Most of the songs on the album consist of free-chained rhymed couplets (barabinske, bećarci, ojkače), from the Western Balkan regions. Unlike the old epic songs from which they borrowed the famous deseterac (ten–syllable trochaic verse with seizure after the fourth syllable), these present-day poetic “cycles“ express profane ideas, or ideals, such as bohemian, vagabond style of life (Barabinska), or obsession with outcast tough ways, guns and clashes with officers of the law, as a reflex of constant warships in Militärgrenze – in Serbian: Vojna krajina (track Krajiška kontra). The “cycle” of Nikola Tesla (O Nikola) was made by Milan Bilbija, a deceased unknown singer whom Svetlana met in the late 90ies in Čirkin Polje in Northwest Bosnia – the song brings almost the entire inventory of the scientist’s patents along with the weird facts and melancholy of Tesla’s life. These songs we made move without any progression or development as if suddenly someone tuned the radio to the channel of an ever-existing, never-ending beating of the song in the space.
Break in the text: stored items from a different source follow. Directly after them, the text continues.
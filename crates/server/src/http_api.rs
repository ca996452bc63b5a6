use crate::connection::Connection;
use anyhow::Result;
use axum::{
    extract::{
        ws::{Message, WebSocket, WebSocketUpgrade},
        ConnectInfo, Request, State,
    },
    http::{
        header::{
            ACCESS_CONTROL_ALLOW_HEADERS, ACCESS_CONTROL_ALLOW_METHODS,
            ACCESS_CONTROL_ALLOW_ORIGIN,
        },
        HeaderMap, HeaderValue, Method, StatusCode,
    },
    middleware::{self, Next},
    response::{IntoResponse, Response},
    routing::get,
    Json, Router,
};
use codeheist_engine::SessionStore;
use codeheist_protocol::{parse_envelope, serialize_json, Envelope, HealthReport};
use std::net::SocketAddr;
use std::sync::Arc;

pub const SERVICE_NAME: &str = "codeheist";

#[derive(Clone)]
pub struct AppState {
    pub store: Arc<SessionStore>,
}

pub fn router(state: AppState) -> Router {
    Router::new()
        .route("/ws", get(ws_upgrade))
        .route("/health", get(health))
        .layer(middleware::from_fn(cors))
        .with_state(state)
}

pub(crate) async fn health(State(state): State<AppState>) -> Json<HealthReport> {
    Json(HealthReport::ok(SERVICE_NAME, state.store.len()))
}

async fn ws_upgrade(
    ws: WebSocketUpgrade,
    ConnectInfo(addr): ConnectInfo<SocketAddr>,
    State(state): State<AppState>,
) -> Response {
    let origin = addr.ip().to_string();
    ws.on_upgrade(move |socket| serve_socket(socket, state.store, origin))
}

async fn serve_socket(mut socket: WebSocket, store: Arc<SessionStore>, origin: String) {
    let (connection, greeting) = Connection::open(store, &origin);
    if let Err(err) = send_all(&mut socket, greeting).await {
        log::warn!("WebSocket write error: {err:#}");
        return;
    }

    while let Some(frame) = socket.recv().await {
        let text = match frame {
            Ok(Message::Text(text)) => text,
            Ok(Message::Close(_)) => break,
            Ok(_) => continue,
            Err(err) => {
                log::warn!("WebSocket read error: {err}");
                break;
            }
        };
        let envelope = match parse_envelope(&text) {
            Ok(envelope) => envelope,
            Err(err) => {
                log::warn!("WebSocket read error: {err:#}");
                break;
            }
        };
        if let Err(err) = send_all(&mut socket, connection.handle(envelope)).await {
            log::warn!("WebSocket write error: {err:#}");
            break;
        }
    }
    log::info!("WebSocket closed for session {}", connection.session_id());
}

async fn send_all(socket: &mut WebSocket, frames: Vec<Envelope>) -> Result<()> {
    for frame in frames {
        socket.send(Message::Text(serialize_json(&frame)?)).await?;
    }
    Ok(())
}

async fn cors(request: Request, next: Next) -> Response {
    if request.method() == Method::OPTIONS {
        let mut response = StatusCode::NO_CONTENT.into_response();
        allow_any_origin(response.headers_mut());
        return response;
    }
    let mut response = next.run(request).await;
    allow_any_origin(response.headers_mut());
    response
}

fn allow_any_origin(headers: &mut HeaderMap) {
    headers.insert(ACCESS_CONTROL_ALLOW_ORIGIN, HeaderValue::from_static("*"));
    headers.insert(
        ACCESS_CONTROL_ALLOW_METHODS,
        HeaderValue::from_static("GET, POST, PUT, DELETE, OPTIONS"),
    );
    headers.insert(
        ACCESS_CONTROL_ALLOW_HEADERS,
        HeaderValue::from_static("Content-Type, Authorization"),
    );
}

#[cfg(test)]
mod tests {
    use super::*;
    use codeheist_engine::{Catalog, EngineConfig};
    use pretty_assertions::assert_eq;

    #[tokio::test]
    async fn health_reports_live_session_count() {
        let store = Arc::new(SessionStore::new(Catalog::builtin(), EngineConfig::default()));
        store.create("127.0.0.1");
        store.create("127.0.0.2");
        let Json(report) = health(State(AppState { store })).await;
        assert_eq!(report, HealthReport::ok(SERVICE_NAME, 2));
    }

    #[test]
    fn cors_headers_allow_any_origin() {
        let mut headers = HeaderMap::new();
        allow_any_origin(&mut headers);
        assert_eq!(headers[ACCESS_CONTROL_ALLOW_ORIGIN], "*");
        assert!(headers[ACCESS_CONTROL_ALLOW_METHODS]
            .to_str()
            .unwrap()
            .contains("OPTIONS"));
    }
}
Opposite to the above-mentioned rhymes which can still be heard here and there across Western Bosnia, or Dalmatia, the track of the long title, How A Mountain Fairy Divided The Two Jakšić Brothers, belongs to bugarštica, a form which can nowadays only be found in the anthologies of oral poetry. Despite its long, complex verse, it was the ultimate pop song of the Southern Slavs somewhere between the 15th and the 18th century and spread by the traveling bards all along the Adriatic coast. As far as we know, for the first time in popular culture Gordan is bringing this gracious and bulky form back to life. Here, the sound scenery we build gradually, for the trochee pulsation of a newly found melodic mode of the verse, as well as for the turmoil of a brother-killing jealousy episode.
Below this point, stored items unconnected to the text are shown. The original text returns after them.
//! Shell command table and level-completion rules.
//!
//! ```text
//! tokens ──> handler (ls, cat, grep, ...) ──> Handled { output, check }
//!                                                  │
//!                                   completion rule for the command
//!                                                  │
//!                              fallback: trim(output) == solution
//! ```

use crate::catalog::{Catalog, Level};
use crate::levels::SECRET_KEY_VALUE;
use crate::session::Session;
use crate::vfs::VirtualFs;

pub const CLEAR_SCREEN: &str = "\x1b[H\x1b[2J";
pub const ALL_LEVELS_COMPLETE: &str =
    "🏆 Congratulations! You have completed every level. Type 'levels' to review them.";

const SECRET_KEY_TOKEN: &str = "$SECRET_KEY";
const PERMITTED_FILE: &str = "secret.txt";

const HELP_TEXT: &str = "Available commands:
  ls [-a] [dir]        - List directory contents
  cat <file>           - Display file contents
  cd [dir]             - Change directory
  find [pattern]       - Find files
  grep <pattern> <file> - Search file contents
  strings <file>       - Print readable text in a file
  chmod <mode> <file>  - Change file permissions
  echo [text...]       - Print text or variables
  base64 -d <file>     - Decode base64 file contents
  pwd                  - Print working directory
  whoami               - Show current user
  hint                 - Get hint for current level
  status               - Show game status
  levels               - List all levels
  clear                - Clear terminal
  help                 - Show this help message

Use these commands to find passwords and complete levels!";

const FLAVOR: [&str; 5] = [
    "🎉 Excellent! Level completed!",
    "🚀 Great job! Moving to next challenge...",
    "💻 Hacking skills improving!",
    "🔓 Access granted to next level!",
    "⚡ Impressive terminal skills!",
];

/// Congratulation line appended when `level` is solved.
pub fn flavor_message(level: usize) -> &'static str {
    FLAVOR[level.min(FLAVOR.len() - 1)]
}

/// Result of running one command against a level.
#[derive(Debug, Clone, PartialEq, Eq)]
pub struct Outcome {
    pub output: String,
    pub completed: bool,
}

/// Completion rule attached to a handler's output.
#[derive(Debug)]
enum Check {
    /// Only the generic fallback applies.
    Fallback,
    /// `cat`: output must equal the solution byte for byte.
    Exact,
    /// `grep`: output contains the solution; narrow to the matching line.
    MatchingLine,
    /// `strings`: output contains the solution; narrow to the solution itself.
    Substring,
    /// `echo $SECRET_KEY`: unconditional.
    Always,
    /// `base64 -d`: trimmed output equals the solution.
    Trimmed,
}

struct Handled {
    output: String,
    check: Check,
}

impl Handled {
    fn text(output: impl Into<String>) -> Self {
        Self {
            output: output.into(),
            check: Check::Fallback,
        }
    }

    fn checked(output: impl Into<String>, check: Check) -> Self {
        Self {
            output: output.into(),
            check,
        }
    }
}

/// Commands answered without looking at level state. These keep working after the
/// last level is solved. Only a bare command word matches; `whoami x` goes through
/// the level command table.
pub fn always_available(
    tokens: &[String],
    session: &Session,
    catalog: &Catalog,
) -> Option<String> {
    let [command] = tokens else {
        return None;
    };
    let output = match command.as_str() {
        "clear" => CLEAR_SCREEN.to_string(),
        "help" => HELP_TEXT.to_string(),
        "levels" => catalog
            .iter()
            .map(|level| format!("Level {}: {}", level.index, level.title))
            .collect::<Vec<_>>()
            .join("\n"),
        "whoami" => session.user.clone(),
        "pwd" => format!("/home/{}", session.user),
        _ => return None,
    };
    Some(output)
}

/// Runs `tokens` against `level` and decides whether the level was solved.
pub fn process(
    tokens: &[String],
    session: &Session,
    level: &Level,
    total_levels: usize,
) -> Outcome {
    let Some((command, args)) = tokens.split_first() else {
        return Outcome {
            output: String::new(),
            completed: false,
        };
    };

    let handled = dispatch(command, args, session, level, total_levels);
    let mut outcome = judge(handled, &level.solution);
    if outcome.completed {
        outcome.output = format!("{}\n\n{}", outcome.output, flavor_message(level.index));
    }
    outcome
}

fn dispatch(
    command: &str,
    args: &[String],
    session: &Session,
    level: &Level,
    total_levels: usize,
) -> Handled {
    let fs = &session.fs;
    match command {
        "ls" => match args.first().map(String::as_str) {
            None => Handled::text(fs.list_visible(".")),
            Some("-a") => Handled::text(fs.list_all(args.get(1).map_or(".", String::as_str))),
            Some(dir) => Handled::text(fs.list_visible(dir)),
        },
        "cat" => cat(session, args),
        "cd" => match args.first().map(String::as_str) {
            None | Some("~") => Handled::text(""),
            Some(dir) => Handled::text(format!("cd: {dir}: No such directory")),
        },
        "find" => Handled::text(fs.find(args)),
        "grep" => match args {
            [pattern, path, ..] => {
                on_existing(fs, path, fs.grep(pattern, path), Check::MatchingLine)
            }
            _ => Handled::text("grep: usage: grep <pattern> <file>"),
        },
        "strings" => match args.first() {
            Some(path) => on_existing(fs, path, fs.extract_strings(path), Check::Substring),
            None => Handled::text("strings: missing file operand"),
        },
        "chmod" => match args {
            [_, path, ..] if path == PERMITTED_FILE => {
                Handled::text(format!("chmod: permissions of '{path}' updated"))
            }
            [_, path, ..] => Handled::text(format!(
                "chmod: cannot access '{path}': Operation not permitted"
            )),
            _ => Handled::text("chmod: missing operand"),
        },
        "echo" => match args {
            [only] if only == SECRET_KEY_TOKEN => Handled::checked(SECRET_KEY_VALUE, Check::Always),
            _ => Handled::text(args.join(" ")),
        },
        "base64" => match args {
            [flag, path, ..] if flag == "-d" => {
                on_existing(fs, path, fs.decode_base64(path), Check::Trimmed)
            }
            [flag] if flag == "-d" => Handled::text("base64: missing file operand"),
            [flag, ..] => Handled::text(format!("base64: invalid option -- '{flag}'")),
            [] => Handled::text("base64: usage: base64 -d <file>"),
        },
        "hint" => Handled::text(format!("💡 Hint: {}", level.hint)),
        "status" => Handled::text(status(session, level, total_levels)),
        other => Handled::text(format!("command not found: {other}")),
    }
}

/// Error text for a missing file is never judged against the solution.
fn on_existing(fs: &VirtualFs, path: &str, output: String, check: Check) -> Handled {
    if fs.read(path).is_some() {
        Handled::checked(output, check)
    } else {
        Handled::text(output)
    }
}

fn cat(session: &Session, args: &[String]) -> Handled {
    // `--` ends option parsing, so `cat -- -` reads the file named `-`.
    let path = match args {
        [marker, path, ..] if marker == "--" => path,
        [path, ..] => path,
        [] => return Handled::text("cat: missing filename"),
    };
    let resolved = path.strip_prefix("./").unwrap_or(path.as_str());
    match session.fs.read(resolved) {
        Some(content) => Handled::checked(content, Check::Exact),
        None => Handled::text(format!("cat: {path}: No such file or directory")),
    }
}

fn status(session: &Session, level: &Level, total_levels: usize) -> String {
    format!(
        "Current Level: {}\nUser: {}\nLevel Title: {}\nDescription: {}\nProgress: {}/{} levels completed",
        session.current_level,
        session.user,
        level.title,
        level.description,
        session.current_level,
        total_levels
    )
}

fn judge(handled: Handled, solution: &str) -> Outcome {
    let Handled { output, check } = handled;
    let (output, completed) = match check {
        Check::Fallback => (output, false),
        Check::Exact => {
            let done = output == solution;
            (output, done)
        }
        Check::MatchingLine => match output.lines().find(|line| line.contains(solution)) {
            Some(line) => (line.trim().to_string(), true),
            None => (output, false),
        },
        Check::Substring => match output.find(solution) {
            Some(start) => (output[start..start + solution.len()].to_string(), true),
            None => (output, false),
        },
        Check::Always => (output, true),
        Check::Trimmed => {
            let done = output.trim() == solution;
            (output, done)
        }
    };

    // Any command whose trimmed output is exactly the solution also counts,
    // including `echo <solution>`.
    let completed = completed || output.trim() == solution;
    Outcome { output, completed }
}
Selo Moje was entirely made by Svetlana during one of her stays in the village of Žegar, in Dalmatia, with her friends and singing mentors who are now in their late 80ies. The track is a sound debris made by Guido and Andi of a singer’s remembrance of the place and its protagonists.
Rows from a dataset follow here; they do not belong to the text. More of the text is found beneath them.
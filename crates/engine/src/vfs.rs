//! Flat in-memory filesystem backing a single session.
//!
//! There is no directory tree: a path is an opaque, case-sensitive key. Paths such
//! as `dir1/dir2/secret` only exist so that `find` has something to match against.
//! The only directory any listing accepts is the root (`.` or empty).

use base64::{engine::general_purpose::STANDARD, Engine as _};
use std::collections::BTreeMap;

const HIDDEN_PREFIX: char = '.';

#[derive(Debug, Clone, Default, PartialEq, Eq)]
pub struct VirtualFs {
    files: BTreeMap<String, String>,
}

impl VirtualFs {
    pub fn new() -> Self {
        Self::default()
    }

    pub fn from_snapshot(files: &BTreeMap<String, String>) -> Self {
        Self {
            files: files.clone(),
        }
    }

    pub fn write(&mut self, path: impl Into<String>, content: impl Into<String>) {
        self.files.insert(path.into(), content.into());
    }

    pub fn read(&self, path: &str) -> Option<&str> {
        self.files.get(path).map(String::as_str)
    }

    pub fn snapshot(&self) -> &BTreeMap<String, String> {
        &self.files
    }

    pub fn len(&self) -> usize {
        self.files.len()
    }

    pub fn is_empty(&self) -> bool {
        self.files.is_empty()
    }

    /// `ls`: every path not starting with `.`.
    pub fn list_visible(&self, dir: &str) -> String {
        if let Some(err) = reject_directory(dir) {
            return err;
        }
        let listing = self
            .files
            .keys()
            .filter(|path| !path.starts_with(HIDDEN_PREFIX))
            .map(String::as_str)
            .collect::<Vec<_>>()
            .join("\n");
        listing.trim_end().to_string()
    }

    /// `ls -a`: every path, hidden ones included, in lexicographic order.
    pub fn list_all(&self, dir: &str) -> String {
        if let Some(err) = reject_directory(dir) {
            return err;
        }
        let mut paths: Vec<&str> = self.files.keys().map(String::as_str).collect();
        paths.sort_unstable();
        paths.join("\n")
    }

    pub fn find(&self, patterns: &[String]) -> String {
        let Some(pattern) = patterns.first() else {
            return "find: missing search pattern".to_string();
        };
        let matches: Vec<&str> = self
            .files
            .keys()
            .filter(|path| path.contains(pattern.as_str()))
            .map(String::as_str)
            .collect();
        if matches.is_empty() {
            return format!("No files found matching: {pattern}");
        }
        matches.join("\n")
    }

    /// Lines of `path` containing `pattern`. No match yields an empty string.
    pub fn grep(&self, pattern: &str, path: &str) -> String {
        let Some(content) = self.read(path) else {
            return format!("grep: {path}: No such file or directory");
        };
        content
            .lines()
            .filter(|line| line.contains(pattern))
            .collect::<Vec<_>>()
            .join("\n")
    }

    pub fn extract_strings(&self, path: &str) -> String {
        match self.read(path) {
            Some(content) => content.to_string(),
            None => format!("strings: {path}: No such file or directory"),
        }
    }

    pub fn decode_base64(&self, path: &str) -> String {
        let Some(content) = self.read(path) else {
            return format!("base64: {path}: No such file or directory");
        };
        match STANDARD.decode(content.trim()) {
            Ok(bytes) => String::from_utf8_lossy(&bytes).into_owned(),
            Err(err) => {
                log::debug!("base64 decode of {path} failed: {err}");
                "base64: invalid input".to_string()
            }
        }
    }
}

fn reject_directory(dir: &str) -> Option<String> {
    if dir.is_empty() || dir == "." {
        None
    } else {
        Some(format!("ls: {dir}: No such directory"))
    }
}

#[cfg(test)]
mod tests {
    use super::*;
    use pretty_assertions::assert_eq;

    fn fs(files: &[(&str, &str)]) -> VirtualFs {
        let mut fs = VirtualFs::new();
        for (path, content) in files {
            fs.write(*path, *content);
        }
        fs
    }

    #[test]
    fn write_overwrites_existing_path() {
        let mut vfs = fs(&[("a", "one")]);
        vfs.write("a", "two");
        assert_eq!(vfs.read("a"), Some("two"));
        assert_eq!(vfs.len(), 1);
    }

    #[test]
    fn read_is_exact_and_case_sensitive() {
        let vfs = fs(&[("Readme", "x")]);
        assert_eq!(vfs.read("readme"), None);
        assert_eq!(vfs.read("Read"), None);
        assert_eq!(vfs.read("Readme"), Some("x"));
    }

    #[test]
    fn ls_hides_dot_files_and_ls_all_sorts_everything() {
        let vfs = fs(&[("visible.txt", "v"), (".hidden", "h"), ("b", "b")]);
        let visible = vfs.list_visible(".");
        assert!(!visible.contains(".hidden"));
        assert!(visible.contains("visible.txt"));
        assert_eq!(vfs.list_all(""), ".hidden\nb\nvisible.txt");
    }

    #[test]
    fn listing_only_accepts_the_root() {
        let vfs = fs(&[("dir1/file", "x")]);
        assert_eq!(vfs.list_visible("dir1"), "ls: dir1: No such directory");
        assert_eq!(vfs.list_all("/tmp"), "ls: /tmp: No such directory");
    }

    #[test]
    fn find_uses_first_pattern_as_substring() {
        let vfs = fs(&[("dir1/dir2/secret", "s"), ("dir4/another.txt", "a")]);
        assert_eq!(
            vfs.find(&["secret".to_string(), "another".to_string()]),
            "dir1/dir2/secret"
        );
        assert_eq!(vfs.find(&[]), "find: missing search pattern");
        assert_eq!(
            vfs.find(&["zzz".to_string()]),
            "No files found matching: zzz"
        );
    }

    #[test]
    fn grep_returns_matching_lines_or_nothing() {
        let vfs = fs(&[("log", "alpha\nPassword: x\nbeta\nPassword: y")]);
        assert_eq!(vfs.grep("Password", "log"), "Password: x\nPassword: y");
        assert_eq!(vfs.grep("gamma", "log"), "");
        assert_eq!(
            vfs.grep("x", "nope"),
            "grep: nope: No such file or directory"
        );
    }

    #[test]
    fn strings_returns_raw_content() {
        let vfs = fs(&[("bin", "\u{2190} junk key{1} junk")]);
        assert_eq!(vfs.extract_strings("bin"), "\u{2190} junk key{1} junk");
        assert_eq!(
            vfs.extract_strings("missing"),
            "strings: missing: No such file or directory"
        );
    }

    #[test]
    fn base64_decodes_verbatim_or_reports_invalid_input() {
        let vfs = fs(&[("ok", "aGVsbG8K"), ("bad", "not base64!!")]);
        assert_eq!(vfs.decode_base64("ok"), "hello\n");
        assert_eq!(vfs.decode_base64("bad"), "base64: invalid input");
        assert_eq!(
            vfs.decode_base64("gone"),
            "base64: gone: No such file or directory"
        );
    }
}
use crate::store::SessionStore;
use std::sync::Arc;
use std::time::Instant;
use tokio::sync::watch;
use tokio::task::JoinHandle;
use tokio::time::MissedTickBehavior;

/// Evicts idle sessions every `sweep_interval` until `shutdown` flips to `true`
/// or its sender is dropped.
pub fn spawn_sweeper(
    store: Arc<SessionStore>,
    mut shutdown: watch::Receiver<bool>,
) -> JoinHandle<()> {
    let period = store.config().sweep_interval;
    tokio::spawn(async move {
        let mut ticker = tokio::time::interval(period);
        ticker.set_missed_tick_behavior(MissedTickBehavior::Delay);
        // The first tick fires immediately; nothing can be idle yet.
        ticker.tick().await;

        loop {
            tokio::select! {
                changed = shutdown.changed() => {
                    if changed.is_err() || *shutdown.borrow() {
                        break;
                    }
                }
                _ = ticker.tick() => {
                    let evicted = store.sweep_idle(Instant::now());
                    log::debug!(
                        "Session sweep evicted {} session(s), {} remaining",
                        evicted.len(),
                        store.len()
                    );
                }
            }
        }
        log::debug!("Session sweeper stopped");
    })
}
use crate::catalog::{Catalog, Level};
use crate::error::Result;
use crate::vfs::VirtualFs;
use std::sync::{Mutex, MutexGuard, PoisonError};
use std::time::{Instant, SystemTime};

/// Opaque session identifier (UUID v4 text).
pub type SessionId = String;

const USER_PREFIX: &str = "bandit";

pub fn user_label(level: usize) -> String {
    format!("{USER_PREFIX}{level}")
}

/// One player's game state.
#[derive(Debug, Clone)]
pub struct Session {
    pub id: SessionId,
    /// Client address the session was opened from.
    pub origin: String,
    pub created_at: SystemTime,
    pub last_activity: Instant,
    /// `0..count` while playing; `count` once every level is solved.
    pub current_level: usize,
    pub user: String,
    pub fs: VirtualFs,
}

impl Session {
    /// Level 0 with an empty filesystem; callers seed it.
    pub(crate) fn blank(id: SessionId, origin: &str) -> Self {
        Self {
            id,
            origin: origin.to_string(),
            created_at: SystemTime::now(),
            last_activity: Instant::now(),
            current_level: 0,
            user: user_label(0),
            fs: VirtualFs::new(),
        }
    }

    pub(crate) fn new(id: SessionId, origin: &str, level: &Level) -> Self {
        Self {
            current_level: level.index,
            user: user_label(level.index),
            fs: VirtualFs::from_snapshot(&level.files),
            ..Self::blank(id, origin)
        }
    }

    /// Replaces the filesystem and user label with those of level `index`.
    /// An unknown level leaves the session untouched.
    pub(crate) fn seed(&mut self, catalog: &Catalog, index: usize) -> Result<()> {
        let level = catalog.get(index)?;
        self.fs = VirtualFs::from_snapshot(&level.files);
        self.user = user_label(level.index);
        Ok(())
    }

    pub fn is_finished(&self, catalog: &Catalog) -> bool {
        self.current_level >= catalog.count()
    }
}

/// Result of feeding keystrokes into a session's pending-input buffer.
#[derive(Debug, Clone, PartialEq, Eq)]
pub enum InputOutcome {
    /// Keystroke absorbed; nothing to run yet.
    Pending,
    /// Enter pressed with a non-empty buffer; the line to execute.
    Submit(String),
    /// Enter pressed on an empty buffer.
    Empty,
    SessionNotFound,
}

const ENTER: [&str; 3] = ["\r", "\n", "\r\n"];
const BACKSPACE: [&str; 2] = ["\x7f", "\x08"];

/// Registry entry: session state plus the line being typed, each behind its own lock
/// so keystrokes never wait on a running command.
#[derive(Debug)]
pub struct SessionHandle {
    state: Mutex<Session>,
    input: Mutex<String>,
}

impl SessionHandle {
    pub(crate) fn new(session: Session) -> Self {
        Self {
            state: Mutex::new(session),
            input: Mutex::new(String::new()),
        }
    }

    pub(crate) fn lock(&self) -> MutexGuard<'_, Session> {
        self.state.lock().unwrap_or_else(PoisonError::into_inner)
    }

    pub fn snapshot(&self) -> Session {
        self.lock().clone()
    }

    pub fn pending_input(&self) -> String {
        self.input
            .lock()
            .unwrap_or_else(PoisonError::into_inner)
            .clone()
    }

    pub fn apply_input(&self, data: &str) -> InputOutcome {
        let mut buffer = self.input.lock().unwrap_or_else(PoisonError::into_inner);
        if ENTER.contains(&data) {
            if buffer.is_empty() {
                return InputOutcome::Empty;
            }
            return InputOutcome::Submit(std::mem::take(&mut *buffer));
        }
        if BACKSPACE.contains(&data) {
            buffer.pop();
        } else {
            buffer.push_str(data);
        }
        InputOutcome::Pending
    }
}

#[cfg(test)]
mod tests {
    use super::*;
    use crate::error::EngineError;
    use pretty_assertions::assert_eq;

    fn fresh() -> (std::sync::Arc<Catalog>, Session) {
        let catalog = Catalog::builtin();
        let session = Session::new("id".to_string(), "127.0.0.1", catalog.get(0).unwrap());
        (catalog, session)
    }

    #[test]
    fn new_session_starts_on_given_level_snapshot() {
        let (catalog, session) = fresh();
        assert_eq!(session.current_level, 0);
        assert_eq!(session.user, "bandit0");
        assert_eq!(session.fs.snapshot(), &catalog.get(0).unwrap().files);
    }

    #[test]
    fn seeding_replaces_rather_than_merges() {
        let (catalog, mut session) = fresh();
        session.fs.write("leftover", "x");
        session.seed(&catalog, 3).unwrap();
        assert_eq!(session.fs.read("leftover"), None);
        assert_eq!(session.fs.snapshot(), &catalog.get(3).unwrap().files);
        assert_eq!(session.user, "bandit3");
    }

    #[test]
    fn seeding_unknown_level_keeps_state_intact() {
        let (catalog, mut session) = fresh();
        let before = session.fs.clone();
        let err = session.seed(&catalog, 99).unwrap_err();
        assert_eq!(err, EngineError::LevelNotFound(99));
        assert_eq!(session.fs, before);
        assert_eq!(session.user, "bandit0");
    }

    #[test]
    fn input_buffer_handles_typing_backspace_and_enter() {
        let (_, session) = fresh();
        let handle = SessionHandle::new(session);
        assert_eq!(handle.apply_input("\r"), InputOutcome::Empty);
        for key in ["l", "s", "x", "\x7f"] {
            assert_eq!(handle.apply_input(key), InputOutcome::Pending);
        }
        assert_eq!(handle.pending_input(), "ls");
        assert_eq!(handle.apply_input("\n"), InputOutcome::Submit("ls".to_string()));
        assert_eq!(handle.pending_input(), "");
    }

    #[test]
    fn backspace_on_empty_buffer_is_harmless() {
        let (_, session) = fresh();
        let handle = SessionHandle::new(session);
        assert_eq!(handle.apply_input("\x7f"), InputOutcome::Pending);
        assert_eq!(handle.pending_input(), "");
    }
}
And there are two strong references to some of the icons of folk singing from the 70ies and 80ies in the ex-Yu:  Šara, an old traditional song with the motif of the three shepherds struck by the avalanche in Šara Mountain, is a tribute to Bora Spužić Kvaka, an offbeat of the popular folk scene in socialist Yugoslavia who made it widely popular and part of the canonic Balkan kafana repertoire in the 70ies. Ne spominji oči plave is a new homage to the deepest of all undergrounds of the ex-Yugoslavia, the cultural dark web which sold out millions of records and paid the biggest tax on Schund in the former state, Južni vetar. Along with its singer Šemsa Suljaković from the previous Down in the Meadow album, here the miniature is dedicated to Svetlana’s neighbor from Loznica birthplace, the dynamis of the voice of the archangel at the end of time, Sinan Sakić.

Finally, the first single from the album, The Bell is Buzzing, is a widespread love song in the Balkans with the motif of a girl who is enchanted by the shepherd, but in some songs, she betrays him and finds another lover. In our song, she proposes to him a wedding.